::: INPUT RECORDS :::
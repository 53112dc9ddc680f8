//! User settings.
//!
//! # Example
//!
//! ```
//! use show_hidden_channels::HiddenChannelsConfig;
//!
//! // Hidden channels stay in their own categories by default.
//! let config = HiddenChannelsConfig::default();
//! assert!(!config.group_under_hidden_category());
//!
//! let config = HiddenChannelsConfig { sort_native: false };
//! assert!(config.group_under_hidden_category());
//! ```

use serde::{Deserialize, Serialize};
use std::{
    error::Error,
    fmt::{Display, Formatter, Result as FmtResult},
};

/// Environment variable read by [`HiddenChannelsConfig::from_env`].
pub const SORT_NATIVE_VAR: &str = "SHC_SORT_NATIVE";

#[derive(Clone, Debug, Deserialize, Eq, PartialEq, Serialize)]
pub struct HiddenChannelsConfig {
    /// Keep hidden channels in their real categories (default: true).
    /// When false they are grouped under a synthetic "hidden" category.
    #[serde(default = "default_sort_native")]
    pub sort_native: bool,
}

fn default_sort_native() -> bool {
    true
}

impl Default for HiddenChannelsConfig {
    fn default() -> Self {
        Self {
            sort_native: default_sort_native(),
        }
    }
}

impl HiddenChannelsConfig {
    pub fn group_under_hidden_category(&self) -> bool {
        !self.sort_native
    }

    /// Read the config from `SHC_SORT_NATIVE`, defaulting when unset.
    ///
    /// # Errors
    ///
    /// Returns [`ConfigErrorType::InvalidValue`] if the variable is set to
    /// something other than a boolean.
    pub fn from_env() -> Result<Self, ConfigError> {
        Self::from_lookup(|name| std::env::var(name).ok())
    }

    fn from_lookup(lookup: impl Fn(&str) -> Option<String>) -> Result<Self, ConfigError> {
        let mut config = Self::default();

        if let Some(value) = lookup(SORT_NATIVE_VAR) {
            config.sort_native =
                parse_bool(&value).ok_or_else(|| ConfigError::invalid(SORT_NATIVE_VAR, value))?;
        }

        Ok(config)
    }
}

fn parse_bool(value: &str) -> Option<bool> {
    match value.trim().to_ascii_lowercase().as_str() {
        "1" | "true" | "yes" | "on" => Some(true),
        "0" | "false" | "no" | "off" => Some(false),
        _ => None,
    }
}

/// Configuration could not be read.
#[derive(Debug)]
pub struct ConfigError {
    kind: ConfigErrorType,
}

impl ConfigError {
    fn invalid(name: &'static str, value: String) -> Self {
        Self {
            kind: ConfigErrorType::InvalidValue { name, value },
        }
    }

    /// Immutable reference to the type of error that occurred.
    #[must_use = "retrieving the type has no effect if left unused"]
    pub const fn kind(&self) -> &ConfigErrorType {
        &self.kind
    }
}

impl Display for ConfigError {
    fn fmt(&self, f: &mut Formatter<'_>) -> FmtResult {
        match &self.kind {
            ConfigErrorType::InvalidValue { name, value } => {
                write!(f, "{name} must be a boolean, got `{value}`")
            }
        }
    }
}

impl Error for ConfigError {}

/// Type of [`ConfigError`] that occurred.
#[derive(Debug, Eq, PartialEq)]
#[non_exhaustive]
pub enum ConfigErrorType {
    InvalidValue { name: &'static str, value: String },
}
:::
PROBLEM TO SOLVE:
Every line above should be retyped exactly as given.

SOLUTION FOR THIS TASK:
repository 53112dc9ddc680f8
//! User settings.
//!
//! # Example
//!
//! ```
//! use show_hidden_channels::HiddenChannelsConfig;
//!
//! // Hidden channels stay in their own categories by default.
//! let config = HiddenChannelsConfig::default();
//! assert!(!config.group_under_hidden_category());
//!
//! let config = HiddenChannelsConfig { sort_native: false };
//! assert!(config.group_under_hidden_category());
//! ```

use serde::{Deserialize, Serialize};
use std::{
    error::Error,
    fmt::{Display, Formatter, Result as FmtResult},
};

/// Environment variable read by [`HiddenChannelsConfig::from_env`].
pub const SORT_NATIVE_VAR: &str = "SHC_SORT_NATIVE";

#[derive(Clone, Debug, Deserialize, Eq, PartialEq, Serialize)]
pub struct HiddenChannelsConfig {
    /// Keep hidden channels in their real categories (default: true).
    /// When false they are grouped under a synthetic "hidden" category.
    #[serde(default = "default_sort_native")]
    pub sort_native: bool,
}

fn default_sort_native() -> bool {
    true
}

impl Default for HiddenChannelsConfig {
    fn default() -> Self {
        Self {
            sort_native: default_sort_native(),
        }
    }
}

impl HiddenChannelsConfig {
    pub fn group_under_hidden_category(&self) -> bool {
        !self.sort_native
    }

    /// Read the config from `SHC_SORT_NATIVE`, defaulting when unset.
    ///
    /// # Errors
    ///
    /// Returns [`ConfigErrorType::InvalidValue`] if the variable is set to
    /// something other than a boolean.
    pub fn from_env() -> Result<Self, ConfigError> {
        Self::from_lookup(|name| std::env::var(name).ok())
    }

    fn from_lookup(lookup: impl Fn(&str) -> Option<String>) -> Result<Self, ConfigError> {
        let mut config = Self::default();

        if let Some(value) = lookup(SORT_NATIVE_VAR) {
            config.sort_native =
                parse_bool(&value).ok_or_else(|| ConfigError::invalid(SORT_NATIVE_VAR, value))?;
        }

        Ok(config)
    }
}

fn parse_bool(value: &str) -> Option<bool> {
    match value.trim().to_ascii_lowercase().as_str() {
        "1" | "true" | "yes" | "on" => Some(true),
        "0" | "false" | "no" | "off" => Some(false),
        _ => None,
    }
}

/// Configuration could not be read.
#[derive(Debug)]
pub struct ConfigError {
    kind: ConfigErrorType,
}

impl ConfigError {
    fn invalid(name: &'static str, value: String) -> Self {
        Self {
            kind: ConfigErrorType::InvalidValue { name, value },
        }
    }

    /// Immutable reference to the type of error that occurred.
    #[must_use = "retrieving the type has no effect if left unused"]
    pub const fn kind(&self) -> &ConfigErrorType {
        &self.kind
    }
}

impl Display for ConfigError {
    fn fmt(&self, f: &mut Formatter<'_>) -> FmtResult {
        match &self.kind {
            ConfigErrorType::InvalidValue { name, value } => {
                write!(f, "{name} must be a boolean, got `{value}`")
            }
        }
    }
}

impl Error for ConfigError {}

/// Type of [`ConfigError`] that occurred.
#[derive(Debug, Eq, PartialEq)]
#[non_exhaustive]
pub enum ConfigErrorType {
    InvalidValue { name: &'static str, value: String },
}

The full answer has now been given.